Your assignment =>
The lines to retype are the one with "#[cfg(test)]" and all that follow it to the end of the entries below; copy them exactly and nothing else.

Stored items:
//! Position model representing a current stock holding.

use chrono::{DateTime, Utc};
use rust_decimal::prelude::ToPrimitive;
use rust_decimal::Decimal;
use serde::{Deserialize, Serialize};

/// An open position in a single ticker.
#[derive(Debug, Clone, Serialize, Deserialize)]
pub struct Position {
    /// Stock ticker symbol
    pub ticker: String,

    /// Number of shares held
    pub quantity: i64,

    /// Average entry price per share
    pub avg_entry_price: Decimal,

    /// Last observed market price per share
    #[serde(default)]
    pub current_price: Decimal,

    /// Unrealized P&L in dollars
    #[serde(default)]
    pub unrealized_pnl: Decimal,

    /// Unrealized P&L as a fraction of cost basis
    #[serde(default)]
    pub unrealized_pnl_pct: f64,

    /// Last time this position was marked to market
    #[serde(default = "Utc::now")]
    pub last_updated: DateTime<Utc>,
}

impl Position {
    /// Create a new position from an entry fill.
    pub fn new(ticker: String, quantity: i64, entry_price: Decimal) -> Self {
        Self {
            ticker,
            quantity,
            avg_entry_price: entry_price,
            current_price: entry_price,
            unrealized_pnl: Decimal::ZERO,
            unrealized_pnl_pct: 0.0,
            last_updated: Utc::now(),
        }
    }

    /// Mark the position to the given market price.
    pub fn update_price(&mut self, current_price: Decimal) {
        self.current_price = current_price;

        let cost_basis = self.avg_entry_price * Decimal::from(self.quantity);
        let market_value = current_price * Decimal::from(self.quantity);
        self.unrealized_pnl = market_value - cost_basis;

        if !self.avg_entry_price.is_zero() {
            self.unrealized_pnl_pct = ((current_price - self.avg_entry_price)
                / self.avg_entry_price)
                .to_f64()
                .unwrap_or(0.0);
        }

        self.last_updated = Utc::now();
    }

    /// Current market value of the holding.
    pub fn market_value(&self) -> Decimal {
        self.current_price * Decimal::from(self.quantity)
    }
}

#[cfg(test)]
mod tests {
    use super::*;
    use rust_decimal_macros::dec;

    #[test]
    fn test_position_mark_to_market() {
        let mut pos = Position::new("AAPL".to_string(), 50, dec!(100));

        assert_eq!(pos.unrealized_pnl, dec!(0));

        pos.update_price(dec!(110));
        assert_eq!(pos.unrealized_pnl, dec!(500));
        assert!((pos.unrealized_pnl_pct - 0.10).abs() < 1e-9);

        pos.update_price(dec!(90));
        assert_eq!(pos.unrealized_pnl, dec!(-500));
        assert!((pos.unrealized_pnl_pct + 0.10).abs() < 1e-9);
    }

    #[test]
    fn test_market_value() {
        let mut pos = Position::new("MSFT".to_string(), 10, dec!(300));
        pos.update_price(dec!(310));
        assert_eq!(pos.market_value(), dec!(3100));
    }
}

Expected output =>
#[cfg(test)]
mod tests {
    use super::*;
    use rust_decimal_macros::dec;

    #[test]
    fn test_position_mark_to_market() {
        let mut pos = Position::new("AAPL".to_string(), 50, dec!(100));

        assert_eq!(pos.unrealized_pnl, dec!(0));

        pos.update_price(dec!(110));
        assert_eq!(pos.unrealized_pnl, dec!(500));
        assert!((pos.unrealized_pnl_pct - 0.10).abs() < 1e-9);

        pos.update_price(dec!(90));
        assert_eq!(pos.unrealized_pnl, dec!(-500));
        assert!((pos.unrealized_pnl_pct + 0.10).abs() < 1e-9);
    }

    #[test]
    fn test_market_value() {
        let mut pos = Position::new("MSFT".to_string(), 10, dec!(300));
        pos.update_price(dec!(310));
        assert_eq!(pos.market_value(), dec!(3100));
    }
}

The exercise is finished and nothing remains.